*WHAT TO DO*:
Would you work out how many of the lines below hold "runs" and reply with nothing but the number?

*MATERIAL TO PROCESS*:
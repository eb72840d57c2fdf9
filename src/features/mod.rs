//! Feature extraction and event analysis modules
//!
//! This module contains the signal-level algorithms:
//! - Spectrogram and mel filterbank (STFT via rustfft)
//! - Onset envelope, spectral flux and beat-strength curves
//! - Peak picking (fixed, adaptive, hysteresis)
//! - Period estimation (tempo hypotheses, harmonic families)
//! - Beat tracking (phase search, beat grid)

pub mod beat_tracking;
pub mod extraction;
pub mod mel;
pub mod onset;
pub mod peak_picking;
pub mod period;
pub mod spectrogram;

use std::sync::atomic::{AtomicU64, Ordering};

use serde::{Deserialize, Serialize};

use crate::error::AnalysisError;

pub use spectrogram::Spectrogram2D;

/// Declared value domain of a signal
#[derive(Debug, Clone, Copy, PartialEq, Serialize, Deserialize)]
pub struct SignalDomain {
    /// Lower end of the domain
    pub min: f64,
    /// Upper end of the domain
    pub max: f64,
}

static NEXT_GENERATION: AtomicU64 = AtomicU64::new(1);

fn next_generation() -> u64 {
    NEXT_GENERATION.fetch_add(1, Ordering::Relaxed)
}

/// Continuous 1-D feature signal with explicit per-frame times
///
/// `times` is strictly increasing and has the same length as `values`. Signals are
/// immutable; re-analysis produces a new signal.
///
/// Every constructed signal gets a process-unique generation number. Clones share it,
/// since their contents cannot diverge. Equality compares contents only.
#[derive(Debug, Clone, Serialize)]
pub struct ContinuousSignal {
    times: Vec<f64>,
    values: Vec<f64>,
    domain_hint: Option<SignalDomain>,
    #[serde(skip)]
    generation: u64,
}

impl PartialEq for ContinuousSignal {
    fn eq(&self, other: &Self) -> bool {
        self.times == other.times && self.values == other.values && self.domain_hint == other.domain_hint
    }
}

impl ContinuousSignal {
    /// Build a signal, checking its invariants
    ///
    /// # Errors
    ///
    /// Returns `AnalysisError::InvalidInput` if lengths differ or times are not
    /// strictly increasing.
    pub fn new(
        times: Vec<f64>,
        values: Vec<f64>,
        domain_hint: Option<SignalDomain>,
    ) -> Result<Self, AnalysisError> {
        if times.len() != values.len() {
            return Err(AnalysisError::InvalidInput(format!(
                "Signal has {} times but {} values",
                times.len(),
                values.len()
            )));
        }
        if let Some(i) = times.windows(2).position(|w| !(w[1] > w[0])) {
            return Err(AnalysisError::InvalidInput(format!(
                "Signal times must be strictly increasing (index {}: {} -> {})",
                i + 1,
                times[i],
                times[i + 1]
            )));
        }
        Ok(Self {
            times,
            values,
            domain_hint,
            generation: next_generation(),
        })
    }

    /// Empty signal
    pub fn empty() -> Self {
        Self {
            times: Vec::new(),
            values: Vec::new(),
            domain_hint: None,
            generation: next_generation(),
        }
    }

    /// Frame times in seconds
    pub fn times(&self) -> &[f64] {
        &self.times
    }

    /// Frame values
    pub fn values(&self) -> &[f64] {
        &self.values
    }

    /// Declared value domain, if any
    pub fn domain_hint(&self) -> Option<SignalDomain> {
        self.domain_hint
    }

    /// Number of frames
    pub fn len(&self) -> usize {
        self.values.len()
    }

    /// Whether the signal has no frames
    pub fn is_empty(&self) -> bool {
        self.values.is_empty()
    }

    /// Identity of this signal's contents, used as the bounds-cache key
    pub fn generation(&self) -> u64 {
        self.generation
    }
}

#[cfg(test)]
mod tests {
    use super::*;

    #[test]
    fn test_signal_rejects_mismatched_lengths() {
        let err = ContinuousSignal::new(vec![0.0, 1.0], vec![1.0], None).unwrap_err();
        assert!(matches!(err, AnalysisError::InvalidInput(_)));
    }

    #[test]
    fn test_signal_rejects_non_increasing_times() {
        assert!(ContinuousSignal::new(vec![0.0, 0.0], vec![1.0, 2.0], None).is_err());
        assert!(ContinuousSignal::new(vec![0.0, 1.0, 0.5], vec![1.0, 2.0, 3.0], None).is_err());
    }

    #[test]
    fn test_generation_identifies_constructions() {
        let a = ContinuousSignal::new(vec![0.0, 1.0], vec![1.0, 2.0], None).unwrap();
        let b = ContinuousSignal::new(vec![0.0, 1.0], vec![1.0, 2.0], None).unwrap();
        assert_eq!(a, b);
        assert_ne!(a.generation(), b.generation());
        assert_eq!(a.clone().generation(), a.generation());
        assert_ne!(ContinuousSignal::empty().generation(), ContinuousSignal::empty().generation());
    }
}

--

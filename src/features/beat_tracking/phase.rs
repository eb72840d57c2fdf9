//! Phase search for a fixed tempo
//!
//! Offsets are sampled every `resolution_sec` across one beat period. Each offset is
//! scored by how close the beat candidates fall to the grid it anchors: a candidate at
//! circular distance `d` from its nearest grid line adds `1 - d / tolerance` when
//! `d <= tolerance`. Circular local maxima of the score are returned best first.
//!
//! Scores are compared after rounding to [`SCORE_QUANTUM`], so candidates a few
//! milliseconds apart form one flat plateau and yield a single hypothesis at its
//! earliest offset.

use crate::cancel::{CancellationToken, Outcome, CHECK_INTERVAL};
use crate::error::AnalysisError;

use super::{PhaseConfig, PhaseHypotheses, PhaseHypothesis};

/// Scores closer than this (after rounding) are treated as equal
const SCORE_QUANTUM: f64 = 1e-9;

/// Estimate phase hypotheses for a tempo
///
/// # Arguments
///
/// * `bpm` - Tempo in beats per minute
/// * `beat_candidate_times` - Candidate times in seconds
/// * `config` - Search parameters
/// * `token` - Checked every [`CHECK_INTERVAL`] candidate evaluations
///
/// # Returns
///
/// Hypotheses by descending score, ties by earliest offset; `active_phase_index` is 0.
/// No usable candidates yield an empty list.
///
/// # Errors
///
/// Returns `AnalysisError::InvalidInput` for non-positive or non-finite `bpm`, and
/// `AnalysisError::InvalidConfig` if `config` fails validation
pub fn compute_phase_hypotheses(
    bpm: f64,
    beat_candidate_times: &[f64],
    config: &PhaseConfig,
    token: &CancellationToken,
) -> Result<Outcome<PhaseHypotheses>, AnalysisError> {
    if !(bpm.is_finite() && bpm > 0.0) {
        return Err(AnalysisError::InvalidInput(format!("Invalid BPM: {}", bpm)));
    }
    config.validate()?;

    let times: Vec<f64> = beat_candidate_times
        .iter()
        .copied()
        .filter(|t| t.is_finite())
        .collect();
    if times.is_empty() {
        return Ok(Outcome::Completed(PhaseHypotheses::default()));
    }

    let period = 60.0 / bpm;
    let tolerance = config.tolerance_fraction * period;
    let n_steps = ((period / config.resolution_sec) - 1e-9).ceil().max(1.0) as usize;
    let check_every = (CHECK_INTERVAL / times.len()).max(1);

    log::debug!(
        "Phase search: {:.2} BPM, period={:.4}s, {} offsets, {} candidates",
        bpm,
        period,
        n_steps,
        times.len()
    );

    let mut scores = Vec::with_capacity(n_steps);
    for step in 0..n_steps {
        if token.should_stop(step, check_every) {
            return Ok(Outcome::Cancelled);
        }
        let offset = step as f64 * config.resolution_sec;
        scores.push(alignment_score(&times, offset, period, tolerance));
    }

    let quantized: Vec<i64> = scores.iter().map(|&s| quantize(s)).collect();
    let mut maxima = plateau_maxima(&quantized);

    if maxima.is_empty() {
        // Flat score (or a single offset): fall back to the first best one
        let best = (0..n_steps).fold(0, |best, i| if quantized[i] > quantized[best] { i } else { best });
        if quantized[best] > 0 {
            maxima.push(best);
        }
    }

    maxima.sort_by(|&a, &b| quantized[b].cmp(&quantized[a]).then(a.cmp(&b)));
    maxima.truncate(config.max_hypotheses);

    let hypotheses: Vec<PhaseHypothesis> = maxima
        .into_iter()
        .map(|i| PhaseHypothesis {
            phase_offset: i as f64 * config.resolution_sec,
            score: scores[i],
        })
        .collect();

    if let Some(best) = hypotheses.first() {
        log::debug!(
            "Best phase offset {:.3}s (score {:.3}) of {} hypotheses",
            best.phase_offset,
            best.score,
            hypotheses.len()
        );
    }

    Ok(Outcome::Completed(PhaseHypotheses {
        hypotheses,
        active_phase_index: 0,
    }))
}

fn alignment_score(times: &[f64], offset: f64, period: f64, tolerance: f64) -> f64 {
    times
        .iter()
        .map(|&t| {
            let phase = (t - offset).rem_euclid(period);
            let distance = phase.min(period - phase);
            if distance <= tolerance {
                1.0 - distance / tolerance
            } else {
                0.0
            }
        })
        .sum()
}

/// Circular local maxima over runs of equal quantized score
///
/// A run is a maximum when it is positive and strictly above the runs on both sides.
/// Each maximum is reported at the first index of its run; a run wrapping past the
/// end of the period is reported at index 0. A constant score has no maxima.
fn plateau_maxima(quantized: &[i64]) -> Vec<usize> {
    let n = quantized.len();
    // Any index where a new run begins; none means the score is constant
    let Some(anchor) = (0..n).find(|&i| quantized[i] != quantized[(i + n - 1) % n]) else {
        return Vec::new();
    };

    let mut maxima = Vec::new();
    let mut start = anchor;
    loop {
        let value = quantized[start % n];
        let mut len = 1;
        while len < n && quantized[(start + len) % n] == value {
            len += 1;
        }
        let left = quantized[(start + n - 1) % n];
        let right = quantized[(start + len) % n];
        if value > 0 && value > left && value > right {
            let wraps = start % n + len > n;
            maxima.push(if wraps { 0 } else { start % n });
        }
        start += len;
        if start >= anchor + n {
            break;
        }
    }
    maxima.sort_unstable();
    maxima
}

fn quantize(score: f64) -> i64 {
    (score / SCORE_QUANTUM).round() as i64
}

*RESULT OF THE TASK*:
2